RECORDS SUPPLIED>
//! In-process EC simulator.
//!
//! Models the IBF/OBF handshake and a 256-byte register file closely enough
//! to drive [`crate::EcController`] without privileges. The daemon uses it
//! when `ec.simulate` is set; the test suites use it to observe every port
//! transfer and to inject faults.
//!
//! Clones share state, so a test can keep one handle for inspection after
//! moving another into the controller.

use std::io;
use std::sync::{Arc, Mutex, MutexGuard};

use crate::port::PortIo;
use crate::registers::{
    EC_CMD_READ, EC_CMD_WRITE, EC_DATA_PORT, EC_SC_PORT, EC_STAT_IBF, EC_STAT_OBF,
    POWER_DISABLE, POWER_ENABLE, REG_POWER,
};

/// One `outb` observed by the simulator.
#[derive(Debug, Clone, Copy, PartialEq, Eq)]
pub struct PortWrite {
    pub port: u16,
    pub value: u8,
}

#[derive(Debug, Clone, Copy, PartialEq, Eq)]
enum Phase {
    Idle,
    ReadAddress,
    WriteAddress,
    WriteValue(u8),
}

#[derive(Debug)]
struct SimState {
    registers: [u8; 256],
    phase: Phase,
    output: Option<u8>,
    writes: Vec<PortWrite>,
    status_reads: usize,
    power_on_settle: u8,
    power_off_settle: u8,
    readback_override: [Option<u8>; 256],
    ibf_stuck: bool,
    obf_never_set: bool,
}

#[derive(Debug, Clone)]
pub struct SimulatedEc {
    state: Arc<Mutex<SimState>>,
}

impl Default for SimulatedEc {
    fn default() -> Self {
        Self::new()
    }
}

impl SimulatedEc {
    /// A responsive EC with the frontlight off and brightness at 0. Power-on
    /// settles to `0x06`, power-off to `0x05`.
    pub fn new() -> Self {
        let mut registers = [0u8; 256];
        registers[usize::from(REG_POWER)] = POWER_DISABLE;
        Self {
            state: Arc::new(Mutex::new(SimState {
                registers,
                phase: Phase::Idle,
                output: None,
                writes: Vec::new(),
                status_reads: 0,
                power_on_settle: 0x06,
                power_off_settle: POWER_DISABLE,
                readback_override: [None; 256],
                ibf_stuck: false,
                obf_never_set: false,
            })),
        }
    }

    fn lock(&self) -> MutexGuard<'_, SimState> {
        self.state.lock().unwrap_or_else(|poisoned| poisoned.into_inner())
    }

    /// Values the power register settles to after enable / disable writes.
    pub fn with_power_settle(self, on: u8, off: u8) -> Self {
        {
            let mut state = self.lock();
            state.power_on_settle = on;
            state.power_off_settle = off;
        }
        self
    }

    /// Keep IBF asserted forever, so every write gate times out.
    pub fn stick_input_buffer(&self, stuck: bool) {
        self.lock().ibf_stuck = stuck;
    }

    /// Never raise OBF, so reads time out waiting for the reply.
    pub fn withhold_output(&self, withheld: bool) {
        self.lock().obf_never_set = withheld;
    }

    /// Force reads of `address` to return `value` regardless of writes.
    pub fn override_readback(&self, address: u8, value: Option<u8>) {
        self.lock().readback_override[usize::from(address)] = value;
    }

    pub fn register(&self, address: u8) -> u8 {
        self.lock().registers[usize::from(address)]
    }

    pub fn set_register(&self, address: u8, value: u8) {
        self.lock().registers[usize::from(address)] = value;
    }

    /// Every `outb`, oldest first.
    pub fn writes(&self) -> Vec<PortWrite> {
        self.lock().writes.clone()
    }

    /// `(address, value)` pairs of completed register writes.
    pub fn register_writes(&self) -> Vec<(u8, u8)> {
        let writes = self.writes();
        writes
            .windows(3)
            .filter(|w| {
                w[0].port == EC_SC_PORT
                    && w[0].value == EC_CMD_WRITE
                    && w[1].port == EC_DATA_PORT
                    && w[2].port == EC_DATA_PORT
            })
            .map(|w| (w[1].value, w[2].value))
            .collect()
    }

    pub fn status_reads(&self) -> usize {
        self.lock().status_reads
    }

    pub fn clear_log(&self) {
        let mut state = self.lock();
        state.writes.clear();
        state.status_reads = 0;
    }
}

impl SimState {
    fn settle(&self, address: u8, value: u8) -> u8 {
        if address != REG_POWER {
            return value;
        }
        match value {
            POWER_ENABLE => self.power_on_settle,
            POWER_DISABLE => self.power_off_settle,
            other => other,
        }
    }
}

impl PortIo for SimulatedEc {
    fn inb(&mut self, port: u16) -> io::Result<u8> {
        let mut state = self.lock();
        match port {
            EC_SC_PORT => {
                state.status_reads += 1;
                let mut status = 0;
                if state.ibf_stuck {
                    status |= EC_STAT_IBF;
                }
                if state.output.is_some() && !state.obf_never_set {
                    status |= EC_STAT_OBF;
                }
                Ok(status)
            }
            EC_DATA_PORT => Ok(state.output.take().unwrap_or(0)),
            other => Err(io::Error::new(
                io::ErrorKind::InvalidInput,
                format!("simulated EC has no port 0x{other:02x}"),
            )),
        }
    }

    fn outb(&mut self, port: u16, value: u8) -> io::Result<()> {
        let mut state = self.lock();
        state.writes.push(PortWrite { port, value });
        match (port, state.phase) {
            (EC_SC_PORT, _) => {
                state.phase = match value {
                    EC_CMD_READ => Phase::ReadAddress,
                    EC_CMD_WRITE => Phase::WriteAddress,
                    _ => Phase::Idle,
                };
            }
            (EC_DATA_PORT, Phase::ReadAddress) => {
                let idx = usize::from(value);
                let reply = state.readback_override[idx].unwrap_or(state.registers[idx]);
                state.output = Some(reply);
                state.phase = Phase::Idle;
            }
            (EC_DATA_PORT, Phase::WriteAddress) => {
                state.phase = Phase::WriteValue(value);
            }
            (EC_DATA_PORT, Phase::WriteValue(address)) => {
                let settled = state.settle(address, value);
                state.registers[usize::from(address)] = settled;
                state.phase = Phase::Idle;
            }
            (EC_DATA_PORT, Phase::Idle) => {
                return Err(io::Error::new(
                    io::ErrorKind::InvalidInput,
                    "data byte written with no command in progress",
                ));
            }
            (other, _) => {
                return Err(io::Error::new(
                    io::ErrorKind::InvalidInput,
                    format!("simulated EC has no port 0x{other:02x}"),
                ));
            }
        }
        Ok(())
    }
}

WHAT TO DO> Please work out how many lines in the records hold the string "usize", and give only the number.

RESPONSE> 8